WHAT YOU SHOULD DO: All of the data that appears below is to be given again precisely as written.

___ RECORDS SUPPLIED

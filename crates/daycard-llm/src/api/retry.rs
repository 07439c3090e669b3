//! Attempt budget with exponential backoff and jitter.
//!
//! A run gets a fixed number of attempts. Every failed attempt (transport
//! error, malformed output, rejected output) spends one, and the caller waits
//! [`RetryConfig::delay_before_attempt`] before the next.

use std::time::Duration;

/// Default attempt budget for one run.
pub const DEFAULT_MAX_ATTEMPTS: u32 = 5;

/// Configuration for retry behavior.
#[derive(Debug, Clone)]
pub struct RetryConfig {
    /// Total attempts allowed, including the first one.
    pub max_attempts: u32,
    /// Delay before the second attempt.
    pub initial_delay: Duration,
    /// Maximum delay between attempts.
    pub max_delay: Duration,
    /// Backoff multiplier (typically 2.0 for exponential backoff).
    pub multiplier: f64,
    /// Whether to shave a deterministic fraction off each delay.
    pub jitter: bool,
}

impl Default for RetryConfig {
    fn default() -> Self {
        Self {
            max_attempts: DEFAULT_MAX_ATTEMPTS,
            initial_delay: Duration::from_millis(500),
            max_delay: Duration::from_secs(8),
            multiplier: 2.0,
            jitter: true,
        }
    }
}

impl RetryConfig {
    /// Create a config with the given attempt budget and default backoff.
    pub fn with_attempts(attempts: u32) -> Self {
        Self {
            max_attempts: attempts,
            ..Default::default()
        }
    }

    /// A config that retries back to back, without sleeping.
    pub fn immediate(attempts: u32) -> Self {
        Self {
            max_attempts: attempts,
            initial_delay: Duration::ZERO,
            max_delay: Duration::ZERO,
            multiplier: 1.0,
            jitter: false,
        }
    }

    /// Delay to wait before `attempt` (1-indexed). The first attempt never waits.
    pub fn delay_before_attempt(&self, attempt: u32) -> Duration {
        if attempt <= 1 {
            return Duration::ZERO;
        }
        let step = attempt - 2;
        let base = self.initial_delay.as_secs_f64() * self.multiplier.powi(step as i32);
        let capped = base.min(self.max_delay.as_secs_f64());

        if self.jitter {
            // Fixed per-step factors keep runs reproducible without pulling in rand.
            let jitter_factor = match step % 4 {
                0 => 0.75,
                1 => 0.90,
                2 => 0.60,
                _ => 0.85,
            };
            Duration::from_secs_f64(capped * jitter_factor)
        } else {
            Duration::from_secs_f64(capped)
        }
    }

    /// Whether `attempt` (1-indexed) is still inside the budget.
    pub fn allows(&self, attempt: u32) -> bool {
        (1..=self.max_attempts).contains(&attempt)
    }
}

______

ANSWER AREA:
filename crates/daycard-llm/src/api/retry.rs
repository 07439c3090e669b3
//! Attempt budget with exponential backoff and jitter.
//!
//! A run gets a fixed number of attempts. Every failed attempt (transport
//! error, malformed output, rejected output) spends one, and the caller waits
//! [`RetryConfig::delay_before_attempt`] before the next.

use std::time::Duration;

/// Default attempt budget for one run.
pub const DEFAULT_MAX_ATTEMPTS: u32 = 5;

/// Configuration for retry behavior.
#[derive(Debug, Clone)]
pub struct RetryConfig {
    /// Total attempts allowed, including the first one.
    pub max_attempts: u32,
    /// Delay before the second attempt.
    pub initial_delay: Duration,
    /// Maximum delay between attempts.
    pub max_delay: Duration,
    /// Backoff multiplier (typically 2.0 for exponential backoff).
    pub multiplier: f64,
    /// Whether to shave a deterministic fraction off each delay.
    pub jitter: bool,
}

impl Default for RetryConfig {
    fn default() -> Self {
        Self {
            max_attempts: DEFAULT_MAX_ATTEMPTS,
            initial_delay: Duration::from_millis(500),
            max_delay: Duration::from_secs(8),
            multiplier: 2.0,
            jitter: true,
        }
    }
}

impl RetryConfig {
    /// Create a config with the given attempt budget and default backoff.
    pub fn with_attempts(attempts: u32) -> Self {
        Self {
            max_attempts: attempts,
            ..Default::default()
        }
    }

    /// A config that retries back to back, without sleeping.
    pub fn immediate(attempts: u32) -> Self {
        Self {
            max_attempts: attempts,
            initial_delay: Duration::ZERO,
            max_delay: Duration::ZERO,
            multiplier: 1.0,
            jitter: false,
        }
    }

    /// Delay to wait before `attempt` (1-indexed). The first attempt never waits.
    pub fn delay_before_attempt(&self, attempt: u32) -> Duration {
        if attempt <= 1 {
            return Duration::ZERO;
        }
        let step = attempt - 2;
        let base = self.initial_delay.as_secs_f64() * self.multiplier.powi(step as i32);
        let capped = base.min(self.max_delay.as_secs_f64());

        if self.jitter {
            // Fixed per-step factors keep runs reproducible without pulling in rand.
            let jitter_factor = match step % 4 {
                0 => 0.75,
                1 => 0.90,
                2 => 0.60,
                _ => 0.85,
            };
            Duration::from_secs_f64(capped * jitter_factor)
        } else {
            Duration::from_secs_f64(capped)
        }
    }

    /// Whether `attempt` (1-indexed) is still inside the budget.
    pub fn allows(&self, attempt: u32) -> bool {
        (1..=self.max_attempts).contains(&attempt)
    }
}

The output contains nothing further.